▶ _WORK ORDER_
Set the entries down again exactly; none may be skipped.

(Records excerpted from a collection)

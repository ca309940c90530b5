//! WebSocket route handler.
//!
//! Handles the upgrade, the Connect handshake, the frame loop and cleanup.

use axum::{
    extract::{
        ws::{close_code, CloseFrame, Message, WebSocket},
        Query, State, WebSocketUpgrade,
    },
    response::Response,
};
use futures::{
    stream::{SplitSink, SplitStream},
    SinkExt, StreamExt,
};
use serde::Deserialize;
use tracing::{debug, error, info, warn};
use uuid::Uuid;

use super::messages::{
    close_reason, encode_response, ClientEnvelope, FAILED_TO_CONNECT, SERVER_REQUESTED,
};
use crate::chat::{ConnectRequest, MessageRequest, PingRequest, ProtocolResponse};
use crate::server::session::Session;
use crate::server::state::{GuardedChatProtocol, GuardedConnectionRegistry};
use crate::user::UserId;

type WsSink = SplitSink<WebSocket, Message>;

#[derive(Debug, Deserialize)]
pub struct ChatWsParams {
    pub session_id: Option<String>,
}

/// Route handler for `GET /v1/chat/ws`.
///
/// Upgrades without a session too: Connect is the one rejecting them, over the socket.
pub async fn chat_ws_handler(
    ws: WebSocketUpgrade,
    Query(params): Query<ChatWsParams>,
    session: Option<Session>,
    State(protocol): State<GuardedChatProtocol>,
    State(connections): State<GuardedConnectionRegistry>,
) -> Response {
    let connect_id = params
        .session_id
        .filter(|id| !id.trim().is_empty())
        .unwrap_or_else(|| Uuid::new_v4().to_string());
    let user_id = session.map(|s| s.user_id);

    debug!("Chat websocket upgrade for {} (user {:?})", connect_id, user_id);
    ws.on_upgrade(move |socket| handle_socket(socket, connect_id, user_id, protocol, connections))
}

async fn handle_socket(
    socket: WebSocket,
    connect_id: String,
    user_id: Option<UserId>,
    protocol: GuardedChatProtocol,
    connections: GuardedConnectionRegistry,
) {
    let connection_id = connections.register(user_id).await;
    let (mut ws_sink, ws_stream) = socket.split();

    let session_id = match protocol
        .connect(ConnectRequest {
            connect_id: connect_id.clone(),
            user_id,
        })
        .await
    {
        Ok(response) => {
            let session_id = response.session_id.clone();
            connections.bind_session(&connection_id, &session_id).await;
            if deliver(&mut ws_sink, &response).await {
                Some(session_id)
            } else {
                None
            }
        }
        Err(e) => {
            error!("Connect failed for {}: {}", connect_id, e);
            send_close(&mut ws_sink, close_code::PROTOCOL, FAILED_TO_CONNECT).await;
            None
        }
    };

    if let Some(session_id) = &session_id {
        info!("Chat websocket connected to {}", session_id);
        process_incoming(ws_stream, &mut ws_sink, session_id, user_id, &protocol).await;
    }

    protocol
        .close(session_id.as_deref().unwrap_or(&connect_id))
        .await;
    connections.unregister(&connection_id).await;
    debug!("Chat websocket {} disconnected", connection_id);
}

/// Runs Message and Ping until the client leaves or a response asks to close.
async fn process_incoming(
    mut ws_stream: SplitStream<WebSocket>,
    ws_sink: &mut WsSink,
    session_id: &str,
    user_id: Option<UserId>,
    protocol: &GuardedChatProtocol,
) {
    while let Some(result) = ws_stream.next().await {
        let message_id = Uuid::new_v4().to_string();
        let outcome = match result {
            Ok(Message::Text(text)) => {
                handle_frame(text.as_bytes(), session_id, message_id, user_id, protocol).await
            }
            Ok(Message::Binary(data)) => {
                handle_frame(&data, session_id, message_id, user_id, protocol).await
            }
            Ok(Message::Ping(_)) => {
                handle_ping(session_id, message_id, user_id, protocol).await
            }
            Ok(Message::Pong(_)) => {
                debug!("Received pong");
                None
            }
            Ok(Message::Close(_)) => {
                debug!("Received close frame on {}", session_id);
                break;
            }
            Err(e) => {
                debug!("WebSocket error on {}: {}", session_id, e);
                break;
            }
        };

        if let Some(response) = outcome {
            if !deliver(ws_sink, &response).await {
                break;
            }
        }
    }
}

async fn handle_frame(
    data: &[u8],
    session_id: &str,
    message_id: String,
    user_id: Option<UserId>,
    protocol: &GuardedChatProtocol,
) -> Option<ProtocolResponse> {
    let envelope = match ClientEnvelope::parse(data) {
        Ok(envelope) => envelope,
        Err(e) => {
            warn!("Unreadable frame on {}: {}", session_id, e);
            return None;
        }
    };

    if envelope.is_heartbeat() {
        return handle_ping(session_id, message_id, user_id, protocol).await;
    }

    let request = MessageRequest {
        action: envelope.action,
        payload: envelope.payload,
        session_id: session_id.to_string(),
        message_id,
        user_id,
    };
    match protocol.message(request).await {
        Ok(response) => Some(response),
        Err(e) => {
            error!("Message on {} failed: {}", session_id, e);
            None
        }
    }
}

async fn handle_ping(
    session_id: &str,
    message_id: String,
    user_id: Option<UserId>,
    protocol: &GuardedChatProtocol,
) -> Option<ProtocolResponse> {
    let request = PingRequest {
        session_id: session_id.to_string(),
        message_id,
        user_id,
    };
    match protocol.ping(request).await {
        Ok(response) => Some(response),
        Err(e) => {
            error!("Ping on {} failed: {}", session_id, e);
            None
        }
    }
}

/// Writes `response` unless it is quiet, then closes when asked to.
/// Returns whether the connection is still usable.
async fn deliver(ws_sink: &mut WsSink, response: &ProtocolResponse) -> bool {
    if !response.quiet {
        match encode_response(response) {
            Ok(json) => {
                if ws_sink.send(Message::Text(json.into())).await.is_err() {
                    return false;
                }
            }
            Err(e) => error!("Failed to serialize chat response: {}", e),
        }
    }

    if response.close {
        send_close(ws_sink, close_code::NORMAL, SERVER_REQUESTED).await;
        return false;
    }
    true
}

async fn send_close(ws_sink: &mut WsSink, code: u16, reason: &str) {
    let frame = CloseFrame {
        code,
        reason: close_reason(reason).into(),
    };
    if let Err(e) = ws_sink.send(Message::Close(Some(frame))).await {
        debug!("Failed to send close frame: {}", e);
    }
}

▶ _FINAL ANSWER_
repository ca309940c90530b5
//! WebSocket route handler.
//!
//! Handles the upgrade, the Connect handshake, the frame loop and cleanup.

use axum::{
    extract::{
        ws::{close_code, CloseFrame, Message, WebSocket},
        Query, State, WebSocketUpgrade,
    },
    response::Response,
};
use futures::{
    stream::{SplitSink, SplitStream},
    SinkExt, StreamExt,
};
use serde::Deserialize;
use tracing::{debug, error, info, warn};
use uuid::Uuid;

use super::messages::{
    close_reason, encode_response, ClientEnvelope, FAILED_TO_CONNECT, SERVER_REQUESTED,
};
use crate::chat::{ConnectRequest, MessageRequest, PingRequest, ProtocolResponse};
use crate::server::session::Session;
use crate::server::state::{GuardedChatProtocol, GuardedConnectionRegistry};
use crate::user::UserId;

type WsSink = SplitSink<WebSocket, Message>;

#[derive(Debug, Deserialize)]
pub struct ChatWsParams {
    pub session_id: Option<String>,
}

/// Route handler for `GET /v1/chat/ws`.
///
/// Upgrades without a session too: Connect is the one rejecting them, over the socket.
pub async fn chat_ws_handler(
    ws: WebSocketUpgrade,
    Query(params): Query<ChatWsParams>,
    session: Option<Session>,
    State(protocol): State<GuardedChatProtocol>,
    State(connections): State<GuardedConnectionRegistry>,
) -> Response {
    let connect_id = params
        .session_id
        .filter(|id| !id.trim().is_empty())
        .unwrap_or_else(|| Uuid::new_v4().to_string());
    let user_id = session.map(|s| s.user_id);

    debug!("Chat websocket upgrade for {} (user {:?})", connect_id, user_id);
    ws.on_upgrade(move |socket| handle_socket(socket, connect_id, user_id, protocol, connections))
}

async fn handle_socket(
    socket: WebSocket,
    connect_id: String,
    user_id: Option<UserId>,
    protocol: GuardedChatProtocol,
    connections: GuardedConnectionRegistry,
) {
    let connection_id = connections.register(user_id).await;
    let (mut ws_sink, ws_stream) = socket.split();

    let session_id = match protocol
        .connect(ConnectRequest {
            connect_id: connect_id.clone(),
            user_id,
        })
        .await
    {
        Ok(response) => {
            let session_id = response.session_id.clone();
            connections.bind_session(&connection_id, &session_id).await;
            if deliver(&mut ws_sink, &response).await {
                Some(session_id)
            } else {
                None
            }
        }
        Err(e) => {
            error!("Connect failed for {}: {}", connect_id, e);
            send_close(&mut ws_sink, close_code::PROTOCOL, FAILED_TO_CONNECT).await;
            None
        }
    };

    if let Some(session_id) = &session_id {
        info!("Chat websocket connected to {}", session_id);
        process_incoming(ws_stream, &mut ws_sink, session_id, user_id, &protocol).await;
    }

    protocol
        .close(session_id.as_deref().unwrap_or(&connect_id))
        .await;
    connections.unregister(&connection_id).await;
    debug!("Chat websocket {} disconnected", connection_id);
}

/// Runs Message and Ping until the client leaves or a response asks to close.
async fn process_incoming(
    mut ws_stream: SplitStream<WebSocket>,
    ws_sink: &mut WsSink,
    session_id: &str,
    user_id: Option<UserId>,
    protocol: &GuardedChatProtocol,
) {
    while let Some(result) = ws_stream.next().await {
        let message_id = Uuid::new_v4().to_string();
        let outcome = match result {
            Ok(Message::Text(text)) => {
                handle_frame(text.as_bytes(), session_id, message_id, user_id, protocol).await
            }
            Ok(Message::Binary(data)) => {
                handle_frame(&data, session_id, message_id, user_id, protocol).await
            }
            Ok(Message::Ping(_)) => {
                handle_ping(session_id, message_id, user_id, protocol).await
            }
            Ok(Message::Pong(_)) => {
                debug!("Received pong");
                None
            }
            Ok(Message::Close(_)) => {
                debug!("Received close frame on {}", session_id);
                break;
            }
            Err(e) => {
                debug!("WebSocket error on {}: {}", session_id, e);
                break;
            }
        };

        if let Some(response) = outcome {
            if !deliver(ws_sink, &response).await {
                break;
            }
        }
    }
}

async fn handle_frame(
    data: &[u8],
    session_id: &str,
    message_id: String,
    user_id: Option<UserId>,
    protocol: &GuardedChatProtocol,
) -> Option<ProtocolResponse> {
    let envelope = match ClientEnvelope::parse(data) {
        Ok(envelope) => envelope,
        Err(e) => {
            warn!("Unreadable frame on {}: {}", session_id, e);
            return None;
        }
    };

    if envelope.is_heartbeat() {
        return handle_ping(session_id, message_id, user_id, protocol).await;
    }

    let request = MessageRequest {
        action: envelope.action,
        payload: envelope.payload,
        session_id: session_id.to_string(),
        message_id,
        user_id,
    };
    match protocol.message(request).await {
        Ok(response) => Some(response),
        Err(e) => {
            error!("Message on {} failed: {}", session_id, e);
            None
        }
    }
}

async fn handle_ping(
    session_id: &str,
    message_id: String,
    user_id: Option<UserId>,
    protocol: &GuardedChatProtocol,
) -> Option<ProtocolResponse> {
    let request = PingRequest {
        session_id: session_id.to_string(),
        message_id,
        user_id,
    };
    match protocol.ping(request).await {
        Ok(response) => Some(response),
        Err(e) => {
            error!("Ping on {} failed: {}", session_id, e);
            None
        }
    }
}

/// Writes `response` unless it is quiet, then closes when asked to.
/// Returns whether the connection is still usable.
async fn deliver(ws_sink: &mut WsSink, response: &ProtocolResponse) -> bool {
    if !response.quiet {
        match encode_response(response) {
            Ok(json) => {
                if ws_sink.send(Message::Text(json.into())).await.is_err() {
                    return false;
                }
            }
            Err(e) => error!("Failed to serialize chat response: {}", e),
        }
    }

    if response.close {
        send_close(ws_sink, close_code::NORMAL, SERVER_REQUESTED).await;
        return false;
    }
    true
}

async fn send_close(ws_sink: &mut WsSink, code: u16, reason: &str) {
    let frame = CloseFrame {
        code,
        reason: close_reason(reason).into(),
    };
    if let Err(e) = ws_sink.send(Message::Close(Some(frame))).await {
        debug!("Failed to send close frame: {}", e);
    }
}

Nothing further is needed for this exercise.